Nos Transportes, Renan Filho teve desempenho 3x melhor que Tarcísio
Comparação feita pela Folha de São Paulo aponta que Renan Filho desmonta narrativa de “Tarcisão do Asfalto”
Os números das concessões rodoviárias federais mostram uma realidade diferente da narrativa política que projetou Tarcísio de Freitas (Republicanos) nacionalmente como o “Tarcisão do Asfalto”. Dados publicados pela Folha de S.Paulo revelam que a gestão de Renan Filho (MDB) à frente do Ministério dos Transportes alcançou 10 mil quilômetros de rodovias concedidas à iniciativa privada, volume mais que duas vezes superior aos cerca de 3,9 mil quilômetros registrados durante a passagem de Tarcísio e de seu sucessor, Marcelo Sampaio, pelo Ministério da Infraestrutura no governo Jair Bolsonaro (PL).
Os dados mostram que, sob o comando de Renan Filho, o Ministério dos Transportes realizou 23 leilões rodoviários, resultado que também supera o registrado na gestão anterior. Durante o período em que Tarcísio esteve à frente do Ministério da Infraestrutura, foram realizados cinco leilões rodoviários, abrangendo cerca de 3.100 quilômetros de estradas. Com a inclusão do período de Marcelo Sampaio, o total chegou a seis concessões e aproximadamente 3.900 quilômetros.
A diferença pode aumentar ainda mais nos próximos meses. O governo federal prevê novas rodadas de concessões até dezembro deste ano e trabalha com a expectativa de ultrapassar a marca de 14 mil quilômetros de rodovias concedidas, volume que representa mais de três vezes o registrado durante a gestão Tarcísio/Sampaio.
Além da extensão da malha rodoviária concedida, os números também apontam vantagem na quantidade de projetos levados ao mercado. Foram 23 leilões realizados pela gestão Renan Filho em pouco mais de dois anos de governo Lula, contra seis realizados durante todo o ciclo anterior considerado pela reportagem.

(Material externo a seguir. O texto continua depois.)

//! Swift package manifest generation.
//!
//! The manifest is resolved from three inputs: the `[package]` identity,
//! the validated [`graph::DependencyGraph`], and the checksum record
//! written by packaging. Resolution never fails on a missing checksum:
//! the artefact is reported with a warning and rendered with an empty
//! checksum, which the package manager rejects at resolve time.
//!
//! - [`graph`] - Typed product and wrapper dependencies
//! - [`swift`] - `Package.swift` rendering and source stubs

pub mod graph;
pub mod swift;

use crate::artefact::name::ArtefactName;
use crate::checksum::ChecksumRecord;
use crate::config::PackageSection;
use graph::{DependencyGraph, TargetSpec};
use log::warn;
use std::path::PathBuf;
use thiserror::Error;
use xcpack_common::Sha256Digest;

/// Errors arising from building or writing the manifest.
#[derive(Debug, Error)]
pub enum ManifestError {
    /// A product, wrapper, or binary name is declared more than once.
    #[error("\"{name}\" is declared more than once in the product graph")]
    DuplicateName {
        /// The repeated name.
        name: String,
    },

    /// A product or wrapper lists the same dependency twice.
    #[error("{owner} lists dependency \"{name}\" more than once")]
    DuplicateDependency {
        /// The product or wrapper holding the list.
        owner: String,
        /// The repeated dependency.
        name: String,
    },

    /// A target reference names no wrapper.
    #[error("{owner} depends on unknown target \"{target}\"; declare it in [[wrappers]]")]
    UnknownTarget {
        /// The product or wrapper holding the reference.
        owner: String,
        /// The unresolved target name.
        target: String,
    },

    /// A binary reference is not a usable artefact name.
    #[error("{owner} depends on invalid binary name \"{name}\"")]
    InvalidBinary {
        /// The product or wrapper holding the reference.
        owner: String,
        /// The rejected name.
        name: String,
    },

    /// Wrappers depend on each other in a cycle.
    #[error("wrapper \"{name}\" depends on itself")]
    DependencyCycle {
        /// A wrapper on the cycle.
        name: String,
    },

    /// The manifest or a source stub could not be written.
    #[error("failed to write {}: {source}", path.display())]
    Io {
        /// The file or directory being written.
        path: PathBuf,
        /// The underlying I/O error.
        #[source]
        source: std::io::Error,
    },
}

/// A resolved `.binaryTarget` entry.
#[derive(Debug, Clone, PartialEq, Eq)]
pub struct BinaryTarget {
    /// Artefact name, also the target name.
    pub name: ArtefactName,
    /// Download URL of `<Name>.zip`.
    pub url: String,
    /// Recorded checksum, if packaging produced one.
    pub checksum: Option<Sha256Digest>,
}

/// Everything `Package.swift` describes.
#[derive(Debug, Clone, PartialEq, Eq)]
pub struct Manifest {
    /// Swift package name.
    pub package_name: String,
    /// `swift-tools-version` header value.
    pub tools_version: String,
    /// `(SupportedPlatform spelling, version)` pairs.
    pub platforms: Vec<(String, String)>,
    /// Release tag the URLs point at.
    pub tag: String,
    /// Products in declaration order.
    pub products: Vec<TargetSpec>,
    /// Wrappers in declaration order.
    pub wrappers: Vec<TargetSpec>,
    /// Binary targets sorted by name.
    pub binaries: Vec<BinaryTarget>,
}

impl Manifest {
    /// Resolve the manifest for `tag`, with archive URLs under `base_url`.
    ///
    /// Logs a warning for each binary without a recorded checksum.
    #[must_use]
    pub fn resolve(
        package: &PackageSection,
        graph: &DependencyGraph,
        checksums: &ChecksumRecord,
        base_url: &str,
        tag: &str,
    ) -> Self {
        let base = base_url.trim_end_matches('/');
        let binaries = graph
            .binary_artefacts()
            .into_iter()
            .map(|name| {
                let checksum = checksums.get_for_artefact(&name).cloned();
                if checksum.is_none() {
                    warn!(
                        "no checksum recorded for binary artefact {name}; \
                         the manifest will fail to resolve until it is packaged"
                    );
                }
                BinaryTarget {
                    url: format!("{base}/{}", name.zip_file_name()),
                    name,
                    checksum,
                }
            })
            .collect();

        Self {
            package_name: package.name.clone(),
            tools_version: package.swift_tools_version.clone(),
            platforms: package
                .platforms
                .iter()
                .filter_map(|p| p.swift_name().map(|s| (s.to_owned(), p.version.clone())))
                .collect(),
            tag: tag.to_owned(),
            products: graph.products().to_vec(),
            wrappers: graph.wrappers().to_vec(),
            binaries,
        }
    }

    /// Binary targets rendered without a checksum.
    #[must_use]
    pub fn missing_checksums(&self) -> Vec<&ArtefactName> {
        self.binaries
            .iter()
            .filter(|b| b.checksum.is_none())
            .map(|b| &b.name)
            .collect()
    }
}

#[cfg(test)]
mod tests {
    use super::*;
    use graph::Dependency;
    use xcpack_common::sha256_of_bytes;

    fn package() -> PackageSection {
        toml::from_str(
            "name = \"Vendor\"\nplatforms = [{ name = \"ios\", version = \"13.0\" }]\n",
        )
        .expect("package section")
    }

    fn graph() -> DependencyGraph {
        DependencyGraph::new(
            vec![TargetSpec {
                name: "VendorCoreProduct".to_owned(),
                dependencies: vec![
                    Dependency::Binary("VendorCore".to_owned()),
                    Dependency::Binary("Alpha".to_owned()),
                ],
            }],
            Vec::new(),
        )
        .expect("graph")
    }

    #[test]
    fn resolves_urls_and_checksums() {
        let mut record = ChecksumRecord::new();
        record
            .insert("VendorCore.zip", sha256_of_bytes(b"core"))
            .expect("insert");
        let manifest = Manifest::resolve(
            &package(),
            &graph(),
            &record,
            "https://github.com/acme/vendor/releases/download/11.0.0/",
            "11.0.0",
        );

        assert_eq!(manifest.platforms, vec![("iOS".to_owned(), "13.0".to_owned())]);
        let names: Vec<&str> = manifest.binaries.iter().map(|b| b.name.as_str()).collect();
        assert_eq!(names, vec!["Alpha", "VendorCore"]);
        assert_eq!(
            manifest.binaries[1].url,
            "https://github.com/acme/vendor/releases/download/11.0.0/VendorCore.zip"
        );
        assert_eq!(manifest.binaries[1].checksum, Some(sha256_of_bytes(b"core")));
        let missing: Vec<&str> = manifest
            .missing_checksums()
            .into_iter()
            .map(ArtefactName::as_str)
            .collect();
        assert_eq!(missing, vec!["Alpha"]);
    }
}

Os resultados ganham relevância porque a infraestrutura foi uma das principais vitrines da trajetória política de Tarcísio de Freitas. Durante a campanha ao Governo de São Paulo, o atual governador utilizou a imagem de gestor da área para consolidar sua candidatura, tornando o apelido “Tarcisão do Asfalto” uma de suas principais marcas eleitorais.
A reportagem da Folha de S.Paulo destaca que os números das concessões rodoviárias colocam em perspectiva essa narrativa ao comparar os resultados obtidos pelas duas gestões no setor.
O governo de São Paulo argumentou que a comparação não deve considerar apenas a extensão das rodovias concedidas, defendendo que fatores como complexidade das obras, investimentos contratados, segurança viária e benefícios logísticos também precisam ser levados em conta na avaliação dos projetos.
Ainda assim, os números mostram uma diferença expressiva entre os dois períodos. Enquanto a gestão Tarcísio/Sampaio acumulou aproximadamente 3,9 mil quilômetros de rodovias concedidas, a gestão Renan Filho já alcançou 10 mil quilômetros e pode superar 14 mil quilômetros até o final deste ano, consolidando o maior ciclo recente de concessões rodoviárias federais do país.